In July 2022, large protests broke out in the region over a proposed constitutional change which would strip Karakalpakstan of its autonomy. The proposed change was later scrapped in response to the demonstrations.

Leadership 
the government represented by the Council of Ministers of the Republic of Karakalpakstan and the republican parliament of the Joqarg'i Kenes of the Republic of Karakalpakstan .

The head of the republic is the Chairman of the Parliament (known as the "President of the Republic" from 1991 to 1992). The head of the government is the Chairman of the Council of Ministers, who heads the Karakalpak Council of Ministers.

One of the deputy chairmen of the Senate of the Oliy Majlis is a representative of Karakalpakstan as per the constitution.

Demographics 
The population is estimated 1,948,488 (2022), with 51% living in rural areas. In 2007 it was estimated that about 400,000 of the population are of the Karakalpak ethnic group, 400,000 are Uzbeks and 300,000 are Kazakhs. The Karakalpak language is closer to Kazakh than to Uzbek. The language was written in a modified Cyrillic in Soviet times and has been written in the Latin alphabet since 1996.

Other than the capital Nukus, major cities include Xojeli, Taqiyatas, Shimbay, Qońirat (Kungrad) and Moynaq.

The crude birth rate is 2.2%: approximately 39,400 children were born in 2017. Nearly 8,400 people died in the same period. The crude death rate is 0.47%. The natural growth rate is 31,000, or 1.72%.

The median age was 27.7 years old in 2017, which is younger than the rest of Uzbekistan (median age of 28.5 countrywide). Men are 27.1 years old, while women are 28.2 years old.

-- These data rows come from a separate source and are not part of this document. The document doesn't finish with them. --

//! Request and response bodies for the administrative endpoints

use serde::{Deserialize, Serialize};

use crate::gateway::registry::ServiceSnapshot;

/// Body of `POST /register-service` and `POST /heartbeat`.
///
/// Both fields are optional at the serde level so that a missing field
/// surfaces as a 400 `missing_field` error instead of a deserialization error.
#[derive(Debug, Clone, Default, Deserialize, Serialize)]
#[serde(rename_all = "camelCase")]
pub struct ServiceRegistration {
    #[serde(default)]
    pub service_name: Option<String>,
    #[serde(default)]
    pub service_url: Option<String>,
}

#[derive(Debug, Clone, Serialize, Deserialize)]
pub struct AckResponse {
    pub success: bool,
    pub message: String,
}

#[derive(Debug, Clone, Serialize)]
pub struct HealthResponse {
    pub status: &'static str,
    pub services: Vec<ServiceSnapshot>,
}
//! Exposure without a tunnel: reports the directly reachable address

use async_trait::async_trait;
use tracing::info;

use super::ExposureManager;
use crate::error::Result;

/// Reports `http://<hostname>:<port>` and opens nothing
pub struct LocalExposure {
    hostname: Option<String>,
}

impl LocalExposure {
    pub fn new(hostname: Option<String>) -> Self {
        Self { hostname }
    }
}

#[async_trait]
impl ExposureManager for LocalExposure {
    fn name(&self) -> &str {
        "local"
    }

    async fn connect(&self, port: u16) -> Result<String> {
        let host = self.hostname.as_deref().unwrap_or("127.0.0.1");
        let url = format!("http://{}:{}", host, port);
        info!(url = %url, "Gateway exposed without tunnel");
        Ok(url)
    }

    async fn disconnect(&self) -> Result<()> {
        Ok(())
    }
}
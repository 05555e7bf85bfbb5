//! Router construction

use axum::{
    routing::{any, get, post},
    Router,
};
use std::sync::Arc;
use tower_http::{cors::CorsLayer, trace::TraceLayer};

use crate::api::handlers;
use crate::AppState;

/// Build the gateway router: admin endpoints plus the `/api/:service` proxy
pub fn create_router(state: Arc<AppState>) -> Router {
    // `.layer` only wraps routes added before it, so CORS covers the admin
    // endpoints. Proxied routes leave CORS (preflight included) to the backend.
    Router::new()
        .route("/register-service", post(handlers::register_service))
        .route("/heartbeat", post(handlers::heartbeat))
        .route("/health", get(handlers::health))
        .layer(CorsLayer::permissive())
        .route("/api/:service", any(handlers::proxy))
        // `*rest` does not match an empty segment
        .route("/api/:service/", any(handlers::proxy))
        .route("/api/:service/*rest", any(handlers::proxy))
        .layer(TraceLayer::new_for_http())
        .with_state(state)
}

Dynamics of the number and ethnic composition of the population of Karakalpakstan according to the All-Union censuses of 1926–1989:

Economy 

The economy of the region used to be heavily dependent on fisheries in the Aral Sea. It is now supported by cotton, rice and melons. Karakalpakstan is well known for its fruits, such as plums, pears, grapes, and apricots, in addition to all kinds of melons. Hydroelectric power from a large Soviet-built station on the Amu Darya is also important.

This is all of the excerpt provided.